As we grapple with what might change in the wake of covid-19 and unrest
across the country, the case of the French Revolution of 1789 reminds us
of the contested nature of social change. Revolutions do not necessarily
erupt at the moment when people are most oppressed. Rather, revolutions
have more often been the result of “rising expectations.” Periods of
progress followed by crushed hopes can be especially dangerous, leading
to rage and violence.
Alexis de Tocqueville was one of the first political theorists to
highlight what he viewed as a curious paradox: the French Revolution
erupted not when the nation was in the throes of decline, such as during
the War of the Spanish Succession (1701—1714) in the later years of the
reign of Louis XIV, but rather, at a time of relative prosperity in
France. In his words, “A study of comparative statistics makes it clear
that in none of the decades immediately following the Revolution did our
national prosperity make such rapid forward strides as in the two
preceding it.”
In fact, those parts of France that had experienced the greatest
improvement saw the most pronounced popular discontent in the late 1780s
and these became centers of revolutionary activity. Tocqueville
attributed this to King Louis XVI’s (r. 1774-1793) relatively light hand
over the country, and his desire to lessen the weight of absolutist
rule: “For it is not always when things are going from bad to worse that
revolutions break out. On the contrary, it oftener happens that when a
people which has put up with an oppressive rule over a long period
without protest suddenly finds the government relaxing its pressure, it
takes up arms against it.”
However, historians have identified other factors. Yes, the lives of
many French people were improving in the second half of the 18th century
as epidemic disease and food shortages became less common, allowing for
a decline in mortality.

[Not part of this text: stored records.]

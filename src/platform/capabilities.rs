//! Runtime platform capabilities.

/// What the host platform can do.
#[derive(Debug, Clone, Copy, PartialEq, Eq)]
pub struct PlatformCapabilities {
    /// Peer connections with media are supported.
    pub native_webrtc: bool,
}

impl Default for PlatformCapabilities {
    fn default() -> Self {
        Self {
            native_webrtc: true,
        }
    }
}

impl PlatformCapabilities {
    /// A platform with nothing but sockets.
    pub fn sockets_only() -> Self {
        Self {
            native_webrtc: false,
        }
    }
}
//! Application context.
//!
//! Owns the session store and the connection manager for the lifetime of the
//! app. The manager is created on first use and can be dropped with
//! [`AppContext::clear_connection_manager`]; the next access builds a fresh
//! one.

use std::sync::Arc;

use parking_lot::Mutex;
use tokio::task::JoinHandle;
use tracing::{debug, info};

use super::config::ManagerConfig;
use super::factory::TransportFactory;
use super::manager::ConnectionManager;
use crate::codec::{PairingCode, PairingToken};
use crate::core::{Error, Result, now_millis};
use crate::platform::AlertSink;
use crate::session::{Role, Session, SessionStore};
use crate::transport::TransportMessage;

/// What the listener shows so a parent can join.
#[derive(Debug, Clone, PartialEq, Eq)]
pub struct Invite {
    /// The session being offered.
    pub session: Session,
    /// Deep link for the QR code.
    pub deep_link: String,
    /// Six-digit code for manual entry.
    pub code: PairingCode,
}

struct ManagerSlot {
    manager: Arc<ConnectionManager>,
    watcher: JoinHandle<()>,
}

/// Owner of the session store and the connection manager.
pub struct AppContext {
    config: ManagerConfig,
    factory: Arc<dyn TransportFactory>,
    alerts: Arc<dyn AlertSink>,
    store: Arc<Mutex<SessionStore>>,
    manager: Mutex<Option<ManagerSlot>>,
}

impl AppContext {
    /// Context with an empty store and no manager yet.
    pub fn new(
        config: ManagerConfig,
        factory: Arc<dyn TransportFactory>,
        alerts: Arc<dyn AlertSink>,
    ) -> Self {
        Self {
            config,
            factory,
            alerts,
            store: Arc::new(Mutex::new(SessionStore::new())),
            manager: Mutex::new(None),
        }
    }

    /// The session store.
    pub fn store(&self) -> Arc<Mutex<SessionStore>> {
        self.store.clone()
    }

    /// The connection manager, created on first use.
    ///
    /// Must be called within a tokio runtime: the manager's status is mirrored
    /// into the session store by a background task.
    pub fn connection_manager(&self) -> Arc<ConnectionManager> {
        let mut slot = self.manager.lock();
        if let Some(existing) = slot.as_ref() {
            return existing.manager.clone();
        }

        debug!("creating connection manager");
        let manager = Arc::new(ConnectionManager::new(
            self.config.clone(),
            self.factory.clone(),
            self.alerts.clone(),
        ));
        let mut status = manager.subscribe_status();
        let store = self.store.clone();
        let watcher = tokio::spawn(async move {
            while status.changed().await.is_ok() {
                let current = *status.borrow_and_update();
                store.lock().apply_status(current);
            }
        });
        *slot = Some(ManagerSlot {
            manager: manager.clone(),
            watcher,
        });
        manager
    }

    /// Disconnect and drop the connection manager.
    pub async fn clear_connection_manager(&self) {
        let slot = self.manager.lock().take();
        if let Some(slot) = slot {
            slot.manager.disconnect().await;
            slot.watcher.abort();
            debug!("connection manager cleared");
        }
    }

    /// Generate a session from the store's preferences and become the listener.
    pub fn create_invite(&self) -> Invite {
        let mut store = self.store.lock();
        store.set_role(Role::Listener);
        let session = store.generate_new_session().clone();
        info!(room_id = %session.room_id, "invite created");
        Invite {
            deep_link: PairingToken::encode_deep_link(&session),
            code: PairingCode::from_session(&session),
            session,
        }
    }

    /// Connect the active session as the listener.
    pub async fn start_listening(&self) -> Result<()> {
        let session = self
            .store
            .lock()
            .session()
            .cloned()
            .ok_or(Error::NoActiveSession)?;
        let manager = self.connection_manager();
        manager.connect(session.connectivity, session).await?;
        Ok(())
    }

    /// Join the session described by a scanned deep link or JSON token.
    pub async fn join_from_token(&self, token: &str) -> Result<()> {
        let token = PairingToken::decode(token).ok_or(Error::UnrecognizedToken)?;
        let session = token.into_session(now_millis())?;
        self.join(session).await
    }

    /// Join the advertised session whose pairing code is `code`.
    ///
    /// The code is validated before any session is considered.
    pub async fn join_with_code(&self, code: &str, advertised: &[Session]) -> Result<()> {
        let code = PairingCode::parse(code)?;
        let now = now_millis();
        let session = advertised
            .iter()
            .find(|s| code.matches(s) && !s.is_expired(now))
            .cloned()
            .ok_or(Error::NoMatchingSession)?;
        self.join(session).await
    }

    async fn join(&self, session: Session) -> Result<()> {
        {
            let mut store = self.store.lock();
            store.set_role(Role::Parent);
            store.adopt(session.clone());
        }
        info!(room_id = %session.room_id, "joining session");
        let manager = self.connection_manager();
        manager.join_session(session.connectivity, session).await?;
        Ok(())
    }

    /// Tell the peer the session is over, disconnect and reset the store.
    pub async fn end_session(&self) {
        let manager = self.manager.lock().as_ref().map(|s| s.manager.clone());
        let session = self.store.lock().session().cloned();
        if let (Some(manager), Some(session)) = (manager, session) {
            if manager.is_connected() {
                if let Err(e) = manager
                    .send_message(&TransportMessage::session_end(&session))
                    .await
                {
                    debug!(error = %e, "session end notice not sent");
                }
            }
        }
        self.clear_connection_manager().await;
        self.store.lock().reset();
    }
}

#[cfg(test)]
mod tests {
    use std::time::Duration;

    use super::*;
    use crate::core::TokenError;
    use crate::manager::{DefaultTransportFactory, ManagerConfigBuilder};
    use crate::platform::LogAlerts;
    use crate::session::{Connectivity, SessionConfig, SessionState};
    use crate::signaling::QrCarrierSource;
    use crate::transport::testing::{FakeMedia, FakePeers, ScriptedConnector, journal};
    use crate::transport::{ConnectionStatus, LocalParts};
    use url::Url;

    fn context(connector: Arc<ScriptedConnector>) -> AppContext {
        let config = ManagerConfigBuilder::new()
            .relay_url(Url::parse("ws://relay.test/ws").unwrap())
            .build();
        let journal = journal();
        let local = LocalParts {
            peers: FakePeers::new(journal.clone()),
            carriers: Arc::new(QrCarrierSource::new()),
            media: Arc::new(FakeMedia::new(journal)),
        };
        let factory = DefaultTransportFactory::new(config.clone(), local, connector);
        AppContext::new(config, Arc::new(factory), Arc::new(LogAlerts))
    }

    async fn eventually(check: impl Fn() -> bool) {
        for _ in 0..200 {
            if check() {
                return;
            }
            tokio::time::sleep(Duration::from_millis(5)).await;
        }
        panic!("condition not reached");
    }

    #[tokio::test]
    async fn test_manager_is_lazy_and_replaceable() {
        let ctx = context(ScriptedConnector::opening());
        let first = ctx.connection_manager();
        assert!(Arc::ptr_eq(&first, &ctx.connection_manager()));

        ctx.clear_connection_manager().await;
        let second = ctx.connection_manager();
        assert!(!Arc::ptr_eq(&first, &second));
    }

    #[tokio::test]
    async fn test_listen_then_end() {
        let connector = ScriptedConnector::opening();
        let ctx = context(connector.clone());
        ctx.store().lock().set_connectivity(Connectivity::Anywhere);

        let invite = ctx.create_invite();
        assert!(invite.code.matches(&invite.session));
        assert!(invite.deep_link.starts_with("bsm://connect?"));
        assert_eq!(ctx.store().lock().state(), SessionState::Pairing);

        ctx.start_listening().await.unwrap();
        let store = ctx.store();
        eventually(|| store.lock().state() == SessionState::Streaming).await;
        assert_eq!(
            ctx.connection_manager().status(),
            ConnectionStatus::Connected
        );

        let mut remote = connector.next_remote().await;
        ctx.end_session().await;
        let mut types = Vec::new();
        while let Ok(frame) = remote.sent.try_recv() {
            let value: serde_json::Value = serde_json::from_str(&frame).unwrap();
            types.push(value["type"].as_str().unwrap().to_string());
        }
        assert_eq!(types, vec!["listener:hello", "session:end"]);
        assert_eq!(ctx.store().lock().state(), SessionState::Idle);
        assert!(ctx.store().lock().session().is_none());
    }

    #[tokio::test]
    async fn test_start_listening_needs_session() {
        let ctx = context(ScriptedConnector::opening());
        assert!(matches!(
            ctx.start_listening().await,
            Err(Error::NoActiveSession)
        ));
    }

    #[tokio::test]
    async fn test_join_from_token() {
        let connector = ScriptedConnector::opening();
        let ctx = context(connector.clone());
        let session = Session::generate(&SessionConfig {
            connectivity: Connectivity::Anywhere,
            ..SessionConfig::default()
        });

        ctx.join_from_token(&PairingToken::encode_deep_link(&session))
            .await
            .unwrap();
        let store = ctx.store();
        assert_eq!(store.lock().role(), Some(Role::Parent));
        assert_eq!(
            store.lock().session().map(|s| s.room_id.clone()),
            Some(session.room_id.clone())
        );

        let mut remote = connector.next_remote().await;
        let hello: serde_json::Value =
            serde_json::from_str(&remote.sent.recv().await.unwrap()).unwrap();
        assert_eq!(hello["type"], "parent:hello");
    }

    #[tokio::test]
    async fn test_join_rejects_bad_tokens() {
        let ctx = context(ScriptedConnector::opening());
        assert!(matches!(
            ctx.join_from_token("hello there").await,
            Err(Error::UnrecognizedToken)
        ));

        let stale = Session::generate_at(&SessionConfig::default(), 1_000);
        assert!(matches!(
            ctx.join_from_token(&PairingToken::encode_json(&stale)).await,
            Err(Error::Token(TokenError::Expired))
        ));
    }

    #[tokio::test]
    async fn test_join_with_code() {
        let connector = ScriptedConnector::opening();
        let ctx = context(connector.clone());
        let target = Session::generate(&SessionConfig {
            connectivity: Connectivity::Anywhere,
            ..SessionConfig::default()
        });
        let expired_twin = Session {
            created_at: 1_000,
            expires_at: 2_000,
            ..target.clone()
        };
        let code = PairingCode::from_session(&target);

        assert!(matches!(
            ctx.join_with_code("12a456", &[target.clone()]).await,
            Err(Error::Code(_))
        ));
        assert!(matches!(
            ctx.join_with_code(code.as_str(), &[expired_twin.clone()]).await,
            Err(Error::NoMatchingSession)
        ));
        assert_eq!(connector.opens(), 0);

        ctx.join_with_code(code.as_str(), &[expired_twin, target.clone()])
            .await
            .unwrap();
        let store = ctx.store();
        assert_eq!(
            store.lock().session().map(|s| s.expires_at),
            Some(target.expires_at)
        );
        assert_eq!(store.lock().role(), Some(Role::Parent));
    }
}
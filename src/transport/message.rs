//! Wire messages exchanged over an open transport.
//!
//! Every message is a JSON object tagged by `type`. Media payloads are
//! base64 strings inside the JSON.

use bytes::Bytes;
use serde::{Deserialize, Serialize};
use tracing::trace;

use crate::session::{Role, Session, StreamMode};

/// ICE candidate as exchanged during trickle signaling.
#[derive(Debug, Clone, PartialEq, Eq, Serialize, Deserialize)]
#[serde(rename_all = "camelCase")]
pub struct IceCandidate {
    /// Candidate line.
    pub candidate: String,
    /// Media stream identification tag.
    #[serde(default, skip_serializing_if = "Option::is_none")]
    pub sdp_mid: Option<String>,
    /// Index of the media description.
    #[serde(default, skip_serializing_if = "Option::is_none")]
    pub sdp_m_line_index: Option<u16>,
}

/// Messages carried by both transport kinds.
#[derive(Debug, Clone, PartialEq, Serialize, Deserialize)]
#[serde(tag = "type", rename_all_fields = "camelCase")]
pub enum TransportMessage {
    /// Sent by the listener when its channel opens.
    #[serde(rename = "listener:hello")]
    ListenerHello {
        /// Session room.
        room_id: String,
        /// Session key.
        join_key: String,
        /// Stream content the listener will send.
        mode: StreamMode,
    },

    /// Sent by the parent when its channel opens.
    #[serde(rename = "parent:hello")]
    ParentHello {
        /// Session room.
        room_id: String,
        /// Session key.
        join_key: String,
    },

    /// Audio chunk.
    #[serde(rename = "audio")]
    Audio {
        /// Session room.
        room_id: String,
        /// Opaque encoded audio.
        #[serde(with = "base64_payload")]
        data: Bytes,
        /// Capture time, Unix milliseconds.
        timestamp: u64,
    },

    /// Video frame.
    #[serde(rename = "video")]
    Video {
        /// Session room.
        room_id: String,
        /// Opaque encoded video.
        #[serde(with = "base64_payload")]
        data: Bytes,
        /// Capture time, Unix milliseconds.
        timestamp: u64,
    },

    /// Noise above the sensitivity threshold.
    #[serde(rename = "noise:detected")]
    NoiseDetected {
        /// Session room.
        room_id: String,
        /// Measured level, 0.0 to 1.0.
        level: f64,
        /// Detection time, Unix milliseconds.
        timestamp: u64,
    },

    /// The sender is ending the session.
    #[serde(rename = "session:end")]
    SessionEnd {
        /// Session room.
        room_id: String,
    },

    /// Liveness probe.
    #[serde(rename = "ping")]
    Ping {
        /// Session room.
        room_id: String,
        /// Send time, Unix milliseconds.
        timestamp: u64,
    },

    /// Liveness reply, echoing the probe timestamp.
    #[serde(rename = "pong")]
    Pong {
        /// Session room.
        room_id: String,
        /// Timestamp of the answered ping.
        timestamp: u64,
    },

    /// Stream content changed.
    #[serde(rename = "mode:change")]
    ModeChange {
        /// Session room.
        room_id: String,
        /// Session key.
        join_key: String,
        /// New stream content.
        mode: StreamMode,
    },

    /// SDP offer.
    #[serde(rename = "offer")]
    Offer {
        /// Session room.
        room_id: String,
        /// Session key.
        join_key: String,
        /// SDP text.
        sdp: String,
    },

    /// SDP answer.
    #[serde(rename = "answer")]
    Answer {
        /// Session room.
        room_id: String,
        /// Session key.
        join_key: String,
        /// SDP text.
        sdp: String,
    },

    /// Trickled ICE candidate.
    #[serde(rename = "ice-candidate")]
    IceCandidate {
        /// Session room.
        room_id: String,
        /// Session key.
        join_key: String,
        /// The candidate.
        candidate: IceCandidate,
    },
}

impl TransportMessage {
    /// Hello for `role` in `session`.
    pub fn hello(role: Role, session: &Session) -> Self {
        match role {
            Role::Listener => Self::ListenerHello {
                room_id: session.room_id.clone(),
                join_key: session.join_key.clone(),
                mode: session.mode,
            },
            Role::Parent => Self::ParentHello {
                room_id: session.room_id.clone(),
                join_key: session.join_key.clone(),
            },
        }
    }

    /// Noise alert for `session`.
    pub fn noise(session: &Session, level: f64, timestamp: u64) -> Self {
        Self::NoiseDetected {
            room_id: session.room_id.clone(),
            level,
            timestamp,
        }
    }

    /// End-of-session notice for `session`.
    pub fn session_end(session: &Session) -> Self {
        Self::SessionEnd {
            room_id: session.room_id.clone(),
        }
    }

    /// Ping for `session`.
    pub fn ping(session: &Session, timestamp: u64) -> Self {
        Self::Ping {
            room_id: session.room_id.clone(),
            timestamp,
        }
    }

    /// Reply to a ping sent at `timestamp`.
    pub fn pong(session: &Session, timestamp: u64) -> Self {
        Self::Pong {
            room_id: session.room_id.clone(),
            timestamp,
        }
    }

    /// Wire tag.
    pub fn kind(&self) -> &'static str {
        match self {
            Self::ListenerHello { .. } => "listener:hello",
            Self::ParentHello { .. } => "parent:hello",
            Self::Audio { .. } => "audio",
            Self::Video { .. } => "video",
            Self::NoiseDetected { .. } => "noise:detected",
            Self::SessionEnd { .. } => "session:end",
            Self::Ping { .. } => "ping",
            Self::Pong { .. } => "pong",
            Self::ModeChange { .. } => "mode:change",
            Self::Offer { .. } => "offer",
            Self::Answer { .. } => "answer",
            Self::IceCandidate { .. } => "ice-candidate",
        }
    }

    /// Room the message belongs to.
    pub fn room_id(&self) -> &str {
        match self {
            Self::ListenerHello { room_id, .. }
            | Self::ParentHello { room_id, .. }
            | Self::Audio { room_id, .. }
            | Self::Video { room_id, .. }
            | Self::NoiseDetected { room_id, .. }
            | Self::SessionEnd { room_id }
            | Self::Ping { room_id, .. }
            | Self::Pong { room_id, .. }
            | Self::ModeChange { room_id, .. }
            | Self::Offer { room_id, .. }
            | Self::Answer { room_id, .. }
            | Self::IceCandidate { room_id, .. } => room_id,
        }
    }

    /// Join key, for control messages.
    pub fn join_key(&self) -> Option<&str> {
        match self {
            Self::ListenerHello { join_key, .. }
            | Self::ParentHello { join_key, .. }
            | Self::ModeChange { join_key, .. }
            | Self::Offer { join_key, .. }
            | Self::Answer { join_key, .. }
            | Self::IceCandidate { join_key, .. } => Some(join_key),
            Self::Audio { .. }
            | Self::Video { .. }
            | Self::NoiseDetected { .. }
            | Self::SessionEnd { .. }
            | Self::Ping { .. }
            | Self::Pong { .. } => None,
        }
    }

    /// Whether the message belongs to `session`.
    pub fn is_valid_for(&self, session: &Session) -> bool {
        self.room_id() == session.room_id
            && self.join_key().is_none_or(|key| key == session.join_key)
    }

    /// Serialize to a JSON text frame.
    pub fn to_json(&self) -> Result<String, serde_json::Error> {
        serde_json::to_string(self)
    }

    /// Parse a text frame and keep it only if it belongs to `session`.
    ///
    /// Unparsable and foreign frames yield `None`.
    pub fn parse_for(frame: &str, session: &Session) -> Option<Self> {
        let message: Self = match serde_json::from_str(frame) {
            Ok(message) => message,
            Err(e) => {
                trace!(error = %e, "dropping unparsable frame");
                return None;
            }
        };
        if !message.is_valid_for(session) {
            trace!(
                kind = message.kind(),
                room_id = message.room_id(),
                "dropping frame for another session"
            );
            return None;
        }
        Some(message)
    }
}

mod base64_payload {
    use base64::{Engine as _, engine::general_purpose::STANDARD};
    use bytes::Bytes;
    use serde::{Deserialize, Deserializer, Serializer, de::Error as _};

    pub fn serialize<S: Serializer>(data: &Bytes, serializer: S) -> Result<S::Ok, S::Error> {
        serializer.serialize_str(&STANDARD.encode(data))
    }

    pub fn deserialize<'de, D: Deserializer<'de>>(deserializer: D) -> Result<Bytes, D::Error> {
        let encoded = String::deserialize(deserializer)?;
        STANDARD
            .decode(encoded)
            .map(Bytes::from)
            .map_err(D::Error::custom)
    }
}
//! Relay-socket carrier.
//!
//! The relay only forwards frames to members already in the room, so each
//! side announces itself with a hello on open and the listener repeats its
//! offer when the parent's hello arrives.

use std::sync::Arc;

use async_trait::async_trait;
use parking_lot::Mutex;
use tokio::sync::Mutex as AsyncMutex;
use tracing::{debug, warn};
use url::Url;

use super::{CarrierKind, CarrierSource, SignalingCarrier, SignalingError, SignalingEvent, SignalingResult};
use crate::codec::SessionDescription;
use crate::core::CHANNEL_SIGNALING;
use crate::session::{Role, Session};
use crate::transport::{
    IceCandidate, RelayConnector, RelaySocket, SocketEvent, SocketReader, SocketWriter,
    TransportMessage, relay_url,
};

/// Carrier over the relay's `signaling` channel.
pub struct RelaySignaling {
    session: Session,
    role: Role,
    last_offer: Mutex<Option<SessionDescription>>,
    writer: Mutex<Option<SocketWriter>>,
    reader: AsyncMutex<SocketReader>,
}

impl RelaySignaling {
    /// Use an open socket for `session`, acting as `role`.
    pub fn new(session: Session, role: Role, socket: RelaySocket) -> Self {
        let (writer, reader) = socket.split();
        Self {
            session,
            role,
            last_offer: Mutex::new(None),
            writer: Mutex::new(Some(writer)),
            reader: AsyncMutex::new(reader),
        }
    }

    /// Announce this side to whoever is in the room.
    pub fn announce(&self) -> SignalingResult<()> {
        self.send_message(TransportMessage::hello(self.role, &self.session))
    }

    fn offer_message(&self, offer: &SessionDescription) -> TransportMessage {
        TransportMessage::Offer {
            room_id: self.session.room_id.clone(),
            join_key: self.session.join_key.clone(),
            sdp: offer.sdp.clone(),
        }
    }

    fn send_message(&self, message: TransportMessage) -> SignalingResult<()> {
        let frame = message.to_json()?;
        let writer = self.writer.lock();
        let writer = writer.as_ref().ok_or(SignalingError::Closed)?;
        writer
            .send(frame)
            .map_err(|e| SignalingError::Link(e.to_string()))
    }
}

#[async_trait]
impl SignalingCarrier for RelaySignaling {
    fn kind(&self) -> CarrierKind {
        CarrierKind::Relay
    }

    async fn send_offer(&self, offer: &SessionDescription) -> SignalingResult<()> {
        *self.last_offer.lock() = Some(offer.clone());
        self.send_message(self.offer_message(offer))
    }

    async fn send_answer(&self, answer: &SessionDescription) -> SignalingResult<()> {
        self.send_message(TransportMessage::Answer {
            room_id: self.session.room_id.clone(),
            join_key: self.session.join_key.clone(),
            sdp: answer.sdp.clone(),
        })
    }

    async fn send_ice_candidate(&self, candidate: &IceCandidate) -> SignalingResult<()> {
        self.send_message(TransportMessage::IceCandidate {
            room_id: self.session.room_id.clone(),
            join_key: self.session.join_key.clone(),
            candidate: candidate.clone(),
        })
    }

    async fn next_event(&self) -> SignalingResult<SignalingEvent> {
        let mut reader = self.reader.lock().await;
        loop {
            let frame = match reader.recv().await {
                SocketEvent::Frame(frame) => frame,
                SocketEvent::Error(e) => {
                    warn!(error = %e, "relay signaling socket error");
                    continue;
                }
                SocketEvent::Closed => return Err(SignalingError::Closed),
            };
            let Some(message) = TransportMessage::parse_for(&frame, &self.session) else {
                continue;
            };
            return Ok(match message {
                TransportMessage::Offer { sdp, .. } => SignalingEvent::Description {
                    description: SessionDescription::offer(sdp),
                    mode: None,
                },
                TransportMessage::Answer { sdp, .. } => SignalingEvent::Description {
                    description: SessionDescription::answer(sdp),
                    mode: None,
                },
                TransportMessage::IceCandidate { candidate, .. } => {
                    SignalingEvent::Candidate(candidate)
                }
                TransportMessage::ParentHello { .. } if self.role == Role::Listener => {
                    let offer = self.last_offer.lock().clone();
                    if let Some(offer) = offer {
                        debug!(room_id = %self.session.room_id, "parent joined, resending offer");
                        self.send_message(self.offer_message(&offer))?;
                    }
                    continue;
                }
                other => {
                    debug!(kind = other.kind(), "ignoring non-signaling message");
                    continue;
                }
            });
        }
    }

    async fn close(&self) {
        self.writer.lock().take();
    }
}

/// Opens [`RelaySignaling`] carriers against a relay endpoint.
#[derive(Clone)]
pub struct RelaySignalingSource {
    base: Url,
    connector: Arc<dyn RelayConnector>,
}

impl RelaySignalingSource {
    /// Relay at `base`, sockets opened through `connector`.
    pub fn new(base: Url, connector: Arc<dyn RelayConnector>) -> Self {
        Self { base, connector }
    }
}

#[async_trait]
impl CarrierSource for RelaySignalingSource {
    async fn open(
        &self,
        session: &Session,
        role: Role,
    ) -> SignalingResult<Arc<dyn SignalingCarrier>> {
        let url = relay_url(&self.base, session, CHANNEL_SIGNALING);
        let socket = self
            .connector
            .open(&url)
            .await
            .map_err(|e| SignalingError::Unavailable {
                carrier: CarrierKind::Relay,
                reason: e.to_string(),
            })?;
        let carrier = RelaySignaling::new(session.clone(), role, socket);
        carrier.announce()?;
        Ok(Arc::new(carrier))
    }
}

#[cfg(test)]
mod tests {
    use super::*;
    use crate::session::SessionConfig;
    use crate::transport::testing::ScriptedConnector;

    #[tokio::test]
    async fn test_offer_goes_out_on_signaling_channel() {
        let connector = ScriptedConnector::opening();
        let base = Url::parse("ws://relay.test/ws").unwrap();
        let source = RelaySignalingSource::new(base, connector.clone());
        let session = Session::generate(&SessionConfig::default());

        let carrier = source.open(&session, Role::Listener).await.unwrap();
        let mut remote = connector.next_remote().await;
        assert!(remote.url.as_str().contains("channel=signaling"));

        let hello: serde_json::Value =
            serde_json::from_str(&remote.sent.recv().await.unwrap()).unwrap();
        assert_eq!(hello["type"], "listener:hello");

        carrier.send_offer(&SessionDescription::offer("v=0")).await.unwrap();
        let frame = remote.sent.recv().await.unwrap();
        let value: serde_json::Value = serde_json::from_str(&frame).unwrap();
        assert_eq!(value["type"], "offer");
        assert_eq!(value["roomId"], session.room_id.as_str());
    }

    #[tokio::test]
    async fn test_offer_resent_when_parent_joins() {
        let connector = ScriptedConnector::opening();
        let source = RelaySignalingSource::new(Url::parse("ws://relay.test").unwrap(), connector.clone());
        let session = Session::generate(&SessionConfig::default());

        let carrier = source.open(&session, Role::Listener).await.unwrap();
        let mut remote = connector.next_remote().await;
        carrier.send_offer(&SessionDescription::offer("v=0 late")).await.unwrap();
        let _hello = remote.sent.recv().await.unwrap();
        let _first = remote.sent.recv().await.unwrap();

        let waiter = {
            let carrier = carrier.clone();
            tokio::spawn(async move { carrier.next_event().await })
        };
        let parent_hello = TransportMessage::hello(Role::Parent, &session);
        remote.inject(SocketEvent::Frame(parent_hello.to_json().unwrap()));

        let resent = remote.sent.recv().await.unwrap();
        assert_eq!(
            TransportMessage::parse_for(&resent, &session),
            Some(TransportMessage::Offer {
                room_id: session.room_id.clone(),
                join_key: session.join_key.clone(),
                sdp: "v=0 late".into(),
            })
        );

        let answer = TransportMessage::Answer {
            room_id: session.room_id.clone(),
            join_key: session.join_key.clone(),
            sdp: "v=0 answer".into(),
        };
        remote.inject(SocketEvent::Frame(answer.to_json().unwrap()));
        assert_eq!(
            waiter.await.unwrap().unwrap(),
            SignalingEvent::Description {
                description: SessionDescription::answer("v=0 answer"),
                mode: None,
            }
        );
    }

    #[tokio::test]
    async fn test_parent_hello_before_offer_is_ignored() {
        let connector = ScriptedConnector::opening();
        let source = RelaySignalingSource::new(Url::parse("ws://relay.test").unwrap(), connector.clone());
        let session = Session::generate(&SessionConfig::default());

        let carrier = source.open(&session, Role::Listener).await.unwrap();
        let mut remote = connector.next_remote().await;
        let _hello = remote.sent.recv().await.unwrap();

        let parent_hello = TransportMessage::hello(Role::Parent, &session);
        remote.inject(SocketEvent::Frame(parent_hello.to_json().unwrap()));
        remote.inject(SocketEvent::Closed);

        assert!(matches!(carrier.next_event().await, Err(SignalingError::Closed)));
        assert!(remote.sent.try_recv().is_err());
    }

    #[tokio::test]
    async fn test_foreign_and_media_frames_skipped() {
        let connector = ScriptedConnector::opening();
        let source = RelaySignalingSource::new(Url::parse("ws://relay.test").unwrap(), connector.clone());
        let session = Session::generate(&SessionConfig::default());
        let other = Session::generate(&SessionConfig::default());

        let carrier = source.open(&session, Role::Parent).await.unwrap();
        let remote = connector.next_remote().await;

        let foreign = TransportMessage::Offer {
            room_id: other.room_id.clone(),
            join_key: other.join_key.clone(),
            sdp: "foreign".into(),
        };
        let ping = TransportMessage::ping(&session, 1);
        let offer = TransportMessage::Offer {
            room_id: session.room_id.clone(),
            join_key: session.join_key.clone(),
            sdp: "mine".into(),
        };
        for message in [foreign, ping, offer] {
            remote.inject(SocketEvent::Frame(message.to_json().unwrap()));
        }

        assert_eq!(
            carrier.next_event().await.unwrap(),
            SignalingEvent::Description {
                description: SessionDescription::offer("mine"),
                mode: None,
            }
        );
    }

    #[tokio::test]
    async fn test_refused_socket_is_unavailable() {
        let connector = ScriptedConnector::failing();
        let source = RelaySignalingSource::new(Url::parse("ws://relay.test").unwrap(), connector);
        let session = Session::generate(&SessionConfig::default());

        assert!(matches!(
            source.open(&session, Role::Listener).await,
            Err(SignalingError::Unavailable { carrier: CarrierKind::Relay, .. })
        ));
    }
}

Overseas and domestic trade increased over the
course of the century, making consumer goods such as sugar and coffee
more widely available; the slave trade and the labor of enslaved people
on plantations in France’s Caribbean colonies fueled the availability of
these goods as well as French prosperity more generally. And Louis XVI,
influenced by Enlightenment philosophy that called upon kings to rule in
the interest of their subjects, did take into consideration the
well-being of the French people. But things were not, in fact, going
well in France in the years immediately preceding the Revolution in 1789.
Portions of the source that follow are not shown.